El meganerd que gobierna Microsoft invierte billones de dólares en la construcción de una casa inteligente, pero viaja en clase turista, vestido como un vendedor de seguros al que una esposa daltónica le elige las corbatas. Un detalle revela su idea de superación. De niño le molestaba que el dedo pequeño del pie se montara sobre el de al lado y dedicó un esfuerzo extenuante a corregir ese defecto que nadie advertiría (en cambio, no le importa conseguir un corte decente para el pelo que todo mundo advierte).
De acuerdo con las evanescentes esencias del mundo digital, la situación Mac versus PC depende más de logotipos, conceptos o formas de vida que de líderes concretos. El odio a Gates no ha transformado a Jobs en ídolo. Narcisista y creativo en dosis equivalentes, el profeta de Apple es preferible a su rival sin llegar a ser un caso carismático. En perpetuo estado de buen gusto, solo compite si eso pone a prueba su inventiva; la informática representa para él un safari donde puede perder una presa, pero no el estilo.

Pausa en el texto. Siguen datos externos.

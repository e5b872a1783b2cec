use std::{collections::BTreeMap, sync::LazyLock};

use regex::Regex;
use serde::{Deserialize, Serialize};
use thiserror::Error;

use crate::macros::nutype_string;

/// Deliberately permissive: one `@`, a dot somewhere after it and no
/// whitespace. Addresses rejected or accepted by this pattern are not
/// necessarily (in)valid according to RFC 5322.
pub static CONTACT_EMAIL_REGEX: LazyLock<Regex> =
    LazyLock::new(|| Regex::new(r"^[^\s@]+@[^\s@]+\.[^\s@]+$").unwrap());

/// A contact message as entered into the contact form.
#[derive(Debug, Clone, Default, PartialEq, Eq, Hash, Serialize, Deserialize)]
pub struct ContactMessage {
    pub name: String,
    pub email: String,
    pub text: String,
}

impl ContactMessage {
    pub const NAME_MIN_LEN: usize = 2;
    pub const TEXT_MIN_LEN: usize = 6;

    pub fn get(&self, field: ContactField) -> &str {
        match field {
            ContactField::Name => &self.name,
            ContactField::Email => &self.email,
            ContactField::Text => &self.text,
        }
    }

    pub fn set(&mut self, field: ContactField, value: String) {
        let slot = match field {
            ContactField::Name => &mut self.name,
            ContactField::Email => &mut self.email,
            ContactField::Text => &mut self.text,
        };
        *slot = value;
    }

    /// Checks every field against its constraint.
    ///
    /// Lengths are counted in characters after trimming surrounding
    /// whitespace.
    pub fn validate(&self) -> ValidationResult {
        ContactField::ALL
            .into_iter()
            .filter_map(|field| self.check(field).map(|err| (field, err)))
            .collect()
    }

    fn check(&self, field: ContactField) -> Option<ContactFieldError> {
        let value = self.get(field);
        match field {
            ContactField::Name => (trimmed_len(value) < Self::NAME_MIN_LEN)
                .then_some(ContactFieldError::NameTooShort),
            ContactField::Email => {
                (!CONTACT_EMAIL_REGEX.is_match(value)).then_some(ContactFieldError::InvalidEmail)
            }
            ContactField::Text => (trimmed_len(value) < Self::TEXT_MIN_LEN)
                .then_some(ContactFieldError::TextTooShort),
        }
    }
}

fn trimmed_len(value: &str) -> usize {
    value.trim().chars().count()
}

#[derive(Debug, Clone, Copy, PartialEq, Eq, PartialOrd, Ord, Hash, Serialize, Deserialize)]
#[serde(rename_all = "lowercase")]
pub enum ContactField {
    Name,
    Email,
    Text,
}

impl ContactField {
    /// All fields in the order they appear in the form.
    pub const ALL: [Self; 3] = [Self::Name, Self::Email, Self::Text];

    pub fn as_str(self) -> &'static str {
        match self {
            Self::Name => "name",
            Self::Email => "email",
            Self::Text => "text",
        }
    }

    /// Human readable label of the form input.
    pub fn label(self) -> &'static str {
        match self {
            Self::Name => "Name",
            Self::Email => "Email",
            Self::Text => "Message",
        }
    }
}

impl std::fmt::Display for ContactField {
    fn fmt(&self, f: &mut std::fmt::Formatter<'_>) -> std::fmt::Result {
        f.write_str(self.as_str())
    }
}

#[derive(Debug, Clone, Copy, PartialEq, Eq, Hash, Error)]
pub enum ContactFieldError {
    #[error("Name must be at least 2 characters")]
    NameTooShort,
    #[error("Please enter a valid email address")]
    InvalidEmail,
    #[error("Message must be at least 6 characters")]
    TextTooShort,
}

/// Per-field outcome of [`ContactMessage::validate`].
///
/// A field without an entry passed its check.
#[derive(Debug, Clone, Default, PartialEq, Eq)]
pub struct ValidationResult(BTreeMap<ContactField, ContactFieldError>);

impl ValidationResult {
    pub fn error(&self, field: ContactField) -> Option<ContactFieldError> {
        self.0.get(&field).copied()
    }

    pub fn is_valid(&self) -> bool {
        self.0.is_empty()
    }

    /// Iterates over all fields in form order together with their error.
    pub fn fields(&self) -> impl Iterator<Item = (ContactField, Option<ContactFieldError>)> + '_ {
        ContactField::ALL
            .into_iter()
            .map(|field| (field, self.error(field)))
    }

    /// Iterates over the failed fields only.
    pub fn errors(&self) -> impl Iterator<Item = (ContactField, ContactFieldError)> + '_ {
        self.0.iter().map(|(&field, &err)| (field, err))
    }
}

impl FromIterator<(ContactField, ContactFieldError)> for ValidationResult {
    fn from_iter<T: IntoIterator<Item = (ContactField, ContactFieldError)>>(iter: T) -> Self {
        Self(iter.into_iter().collect())
    }
}

/// A contact message accepted by the contact endpoint.
///
/// The endpoint only checks presence, so every field is merely non-empty.
#[derive(Debug, Clone, PartialEq, Eq)]
pub struct ContactSubmission {
    pub name: ContactSubmissionName,
    pub email: ContactSubmissionEmail,
    pub text: ContactSubmissionText,
}

nutype_string!(ContactSubmissionName(validate(not_empty)));
nutype_string!(ContactSubmissionEmail(validate(not_empty)));
nutype_string!(ContactSubmissionText(validate(not_empty)));
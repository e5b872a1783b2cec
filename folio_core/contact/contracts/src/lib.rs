use std::future::Future;

use folio_models::contact::ContactSubmission;

#[cfg_attr(feature = "mock", mockall::automock)]
pub trait ContactService: Send + Sync + 'static {
    /// Accepts a message posted to the contact endpoint.
    fn receive_message(
        &self,
        submission: ContactSubmission,
    ) -> impl Future<Output = anyhow::Result<()>> + Send;
}

#[cfg(feature = "mock")]
impl MockContactService {
    pub fn with_receive_message(mut self, submission: ContactSubmission, ok: bool) -> Self {
        self.expect_receive_message()
            .once()
            .with(mockall::predicate::eq(submission))
            .return_once(move |_| {
                let result = match ok {
                    true => Ok(()),
                    false => Err(anyhow::anyhow!("failed to process contact message")),
                };
                Box::pin(std::future::ready(result))
            });
        self
    }
}
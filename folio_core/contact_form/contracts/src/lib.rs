use std::future::Future;

use folio_extern_contracts::contact::ContactApiError;
use folio_models::contact::{ContactField, ContactFieldError, ContactMessage, ValidationResult};
use thiserror::Error;
use tokio::sync::watch;

/// State and behavior of one contact form instance.
///
/// Every state change is published to the receivers returned by
/// [`subscribe`](Self::subscribe).
pub trait ContactFormService: Send + Sync + 'static {
    /// Sets a single field of the message. Does not validate.
    fn update_field(&self, field: ContactField, value: String);

    /// Validates the current message without storing the result.
    fn validate(&self) -> ValidationResult;

    /// Validates and sends the current message.
    ///
    /// At most one submission is in flight per form. On success the message
    /// is reset, on failure the entered values are kept for a retry.
    fn submit(
        &self,
        event: &mut SubmitEvent,
    ) -> impl Future<Output = Result<(), ContactFormSubmitError>> + Send;

    /// Returns the current state of the form.
    fn view(&self) -> ContactFormView;

    fn subscribe(&self) -> watch::Receiver<ContactFormView>;
}

#[derive(Debug, Clone, Default, PartialEq, Eq)]
pub struct ContactFormView {
    pub message: ContactMessage,
    /// Result of the last submit attempt.
    pub errors: ValidationResult,
    pub submitting: bool,
}

impl ContactFormView {
    pub fn field_error(&self, field: ContactField) -> Option<ContactFieldError> {
        self.errors.error(field)
    }

    pub fn submit_disabled(&self) -> bool {
        self.submitting
    }

    pub fn submit_label(&self) -> &'static str {
        match self.submitting {
            true => "Sending...",
            false => "Send Message",
        }
    }
}

/// The user action that triggered a submission.
#[derive(Debug, Default)]
pub struct SubmitEvent {
    default_prevented: bool,
}

impl SubmitEvent {
    pub fn new() -> Self {
        Self::default()
    }

    /// Suppresses the default side effect of the event (e.g. page
    /// navigation of a native form submission).
    pub fn prevent_default(&mut self) {
        self.default_prevented = true;
    }

    pub fn default_prevented(&self) -> bool {
        self.default_prevented
    }
}

#[derive(Debug, Error)]
pub enum ContactFormSubmitError {
    #[error("The contact message is invalid.")]
    Invalid(ValidationResult),
    #[error("A submission is already in flight.")]
    InFlight,
    #[error("Failed to send message.")]
    Send(#[source] ContactApiError),
}
use std::io::Write;

use anyhow::{bail, Context};
use clap::Args;
use folio_config::Config;
use folio_core_contact_form_contracts::{
    ContactFormService, ContactFormSubmitError, SubmitEvent,
};
use folio_models::contact::{ContactField, ContactMessage};
use tokio::io::{AsyncBufRead, AsyncBufReadExt, BufReader};
use tracing::debug;
use url::Url;

use crate::environment::{ConfigProvider, Provider};

#[derive(Debug, Args)]
pub struct ContactCommand {
    /// Prefill the name field
    #[arg(long)]
    name: Option<String>,
    /// Prefill the email field
    #[arg(long)]
    email: Option<String>,
    /// Prefill the message field
    #[arg(long)]
    message: Option<String>,
    /// Send the message to this contact endpoint instead of the configured one
    #[arg(long)]
    endpoint: Option<Url>,
}

impl ContactCommand {
    pub async fn invoke(self, config: Config) -> anyhow::Result<()> {
        let mut config = ConfigProvider::new(&config)?;
        if let Some(endpoint) = self.endpoint {
            config = config.with_contact_endpoint(endpoint);
        }
        let form = Provider::new(config).contact_form()?;

        let prefill = ContactMessage {
            name: self.name.unwrap_or_default(),
            email: self.email.unwrap_or_default(),
            text: self.message.unwrap_or_default(),
        };

        fill_and_submit(
            &form,
            prefill,
            BufReader::new(tokio::io::stdin()),
            &mut std::io::stdout(),
        )
        .await
    }
}

/// Runs the contact form on a terminal.
///
/// Prompts for every field that is empty or failed validation until the form
/// accepts the message. After a failed delivery the user may retry with the
/// same message.
pub async fn fill_and_submit(
    form: &impl ContactFormService,
    prefill: ContactMessage,
    mut input: impl AsyncBufRead + Unpin,
    out: &mut impl Write,
) -> anyhow::Result<()> {
    for field in ContactField::ALL {
        let value = prefill.get(field);
        if !value.is_empty() {
            form.update_field(field, value.into());
        }
    }

    loop {
        let view = form.view();
        for field in ContactField::ALL {
            let error = view.field_error(field);
            if error.is_none() && !view.message.get(field).is_empty() {
                continue;
            }
            if let Some(error) = error {
                writeln!(out, "{error}")?;
            }
            write!(out, "{}: ", field.label())?;
            out.flush()?;
            let value = read_line(&mut input).await?;
            form.update_field(field, value);
        }

        match submit(form, out).await? {
            Ok(()) => return Ok(()),
            Err(ContactFormSubmitError::Invalid(errors)) => {
                debug!(?errors, "contact message is invalid");
            }
            Err(ContactFormSubmitError::InFlight) => {
                bail!("Another submission of this form is still in flight")
            }
            Err(ContactFormSubmitError::Send(err)) => {
                debug!("failed to send contact message: {err:#}");
                write!(out, "Retry? [Y/n] ")?;
                out.flush()?;
                let answer = read_line(&mut input).await?;
                if !matches!(answer.trim().to_lowercase().as_str(), "" | "y" | "yes") {
                    bail!("Message was not sent");
                }
            }
        }
    }
}

/// Submits the form and reports progress while the submission is in flight.
async fn submit(
    form: &impl ContactFormService,
    out: &mut impl Write,
) -> anyhow::Result<Result<(), ContactFormSubmitError>> {
    let mut updates = form.subscribe();
    updates.mark_unchanged();

    let mut event = SubmitEvent::new();
    let mut submit = std::pin::pin!(form.submit(&mut event));
    let mut announced = false;

    loop {
        tokio::select! {
            result = &mut submit => return Ok(result),
            Ok(()) = updates.changed() => {
                let label = {
                    let view = updates.borrow_and_update();
                    view.submitting.then(|| view.submit_label())
                };
                if let Some(label) = label.filter(|_| !announced) {
                    writeln!(out, "{label}")?;
                    out.flush()?;
                    announced = true;
                }
            }
        }
    }
}

async fn read_line(input: &mut (impl AsyncBufRead + Unpin)) -> anyhow::Result<String> {
    let mut line = String::new();
    let n = input
        .read_line(&mut line)
        .await
        .context("Failed to read input")?;
    if n == 0 {
        bail!("Unexpected end of input");
    }
    Ok(line.trim_end_matches(['\n', '\r']).into())
}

Uno de los aspectos más fascinantes de la contienda Mac-PC, es que está despersonalizada. La lucha se libra entre aparatos, como si reaccionaran por impulso propio, gracias al fantasma en la máquina, la electricidad accidental que le otorga autonomía. No preguntamos quién hizo las Mac de titanio o de burbujas de colores: las admiramos como si se clonaran a sí mismas con elegante concupiscencia. Cada tanto, esta metafísica pasión recibe un baño de realidad con los precios. El capricho de Mac es monetariamente absurdo, como todos los vicios. Por desgracia, no hay terapia de desintoxicación para ese hábito. En el planeta digital resulta imposible renunciar a la computación, y una vez probado el fruto de Apple no hay modo de tragar la mermelada de PC.
Tres años en Barcelona reforzaron mi creencia en la supremacía de Mac. Lo que en México es minoritario, en España alcanza el atractivo de lo clandestino. Hablé a Telefónica para conectarme a internet y el operador preguntó por mi sistema operativo. Dije "Apple" y se hizo el silencio que en la ciencia ficción precede al contacto con un alien: "No tengo autorización para hablar con usted", contestó una voz robótica. Ese temor sagrado ante lo nunca visto me hizo sentir que disponía de algo excepcional, como si tuviera de mascota un unicornio.
Quizá el momento que mejor define al usuario de Mac es el de desempacar un nuevo modelo. Quienes creen que el erotismo informático está en los sitios de internet ignoran el fetichismo de alta escuela de abrir con rudeza cajas magníficas para retirar fundas mullidas, respirar el aroma a laboratorio que se disipará entre los dedos, sentir el mecanismo que puede vibrar pero aún no lo hace, tocar la manzana de la irremediable trasgresión.
Aunque no fumo, desde niño compro los cerillos Talismán para leer mi horóscopo. Ahora llevan un diseño del siglo XXI: una pantalla de computadora, donde el cursor señala una ventana con la fortuna zodiacal: "Su capacidad de indecisión tiene límites. Venus ha escogido por usted una pasión costosa, sofisticada y duradera". Para alguien con más supersticiones que certezas, la computación puede colindar con la astrología. En ese híbrido jardín, Venus propone los contradictorios deleites del fruto prohibido.